Ademir Demarchi
A solidão e a atenção intensa para hábitos ou objetos de uso que não mereceriam tanta atenção assim, denotando comportamentos estranhos, fazem a diversão deste livro através desses personagens que transparecem um grande pudor por estar diante do outro, estabelecendo-se sempre um embate de egos blindados em suas existências autossuficientes e tidas como naturais, normais. Cancello expõe com minúcias essas obsessões, que vão do apego a um sistema de funcionamento de uma casa, expresso no modo de usar as toalhas, de pôr o papel-higiênico em seu local de uso, o modo de cortar as unhas ou os pelos do nariz, o modo de escolha de senhas para uso no computador, a preocupação com a proteção através de telas nas janelas, o uso peculiar de uma manteigueira e até a obrigação odiosa de ter que tentar entender o outro para escolher um presente…
Essas existências, absurdas para quem está de fora lendo-as, se mantêm em suspensão de normalidade e naturalidade até serem abaladas por pequenos incidentes – “os pequenos incidentes me fascinam, trazem-me considerações sobre a ordem das coisas. Quando tudo está em seus lugares, nenhuma filosofia é possível”, explica-nos o narrador do primeiro conto. Elas são abaladas pela necessidade dos personagens travar relacionamento com terceiros, saindo de si mesmos e da confortável blindagem do ego para o confronto com os desejos e comportamentos de outro ser humano.
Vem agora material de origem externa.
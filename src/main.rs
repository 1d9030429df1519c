mod commands;

use std::path::PathBuf;

use anyhow::Result;
use clap::{Parser, Subcommand};

#[derive(Parser)]
#[command(name = "valarm")]
#[command(about = "Render event reminders as iCalendar VALARM components")]
struct Cli {
    /// Show debug logging
    #[arg(short, long, global = true)]
    verbose: bool,

    #[command(subcommand)]
    command: Commands,
}

#[derive(Subcommand)]
enum Commands {
    /// Print the VALARM blocks of an alarm document (TOML or JSON)
    Render { file: PathBuf },

    /// Print the alarms of a document as JSON
    Json { file: PathBuf },

    /// Build a single alarm from flags and print its VALARM block
    New(commands::new::NewArgs),
}

fn main() -> Result<()> {
    let cli = Cli::parse();

    let default_filter = if cli.verbose { "debug" } else { "warn" };
    env_logger::Builder::from_env(env_logger::Env::default().default_filter_or(default_filter))
        .init();

    match cli.command {
        Commands::Render { file } => commands::render::run(&file),
        Commands::Json { file } => commands::json::run(&file),
        Commands::New(args) => commands::new::run(args),
    }
}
Como um dos contos sugere, estamos em tempos de GPS, de computadores ágeis e tecnologia, em que parece uma excrescência existir ainda a família com o casal nuclear, um filho antagônico e as variações possíveis dos seus apêndices, avós, tios, parentes diversos. Essas pessoas coabitam o mesmo teto, em geral um apartamento, mas sua solidão, a incapacidade de diálogo para compreender o que se passa no íntimo do outro é patente, o que os torna, sem solução, estranhos e cada qual com seus desejos e fantasias – “Chego no quarto que me cabe e minha mulher está em seu estado pretensamente cataléptico. Penso em arrancar-lhe a roupa e possuí-la. Ou matá-la”.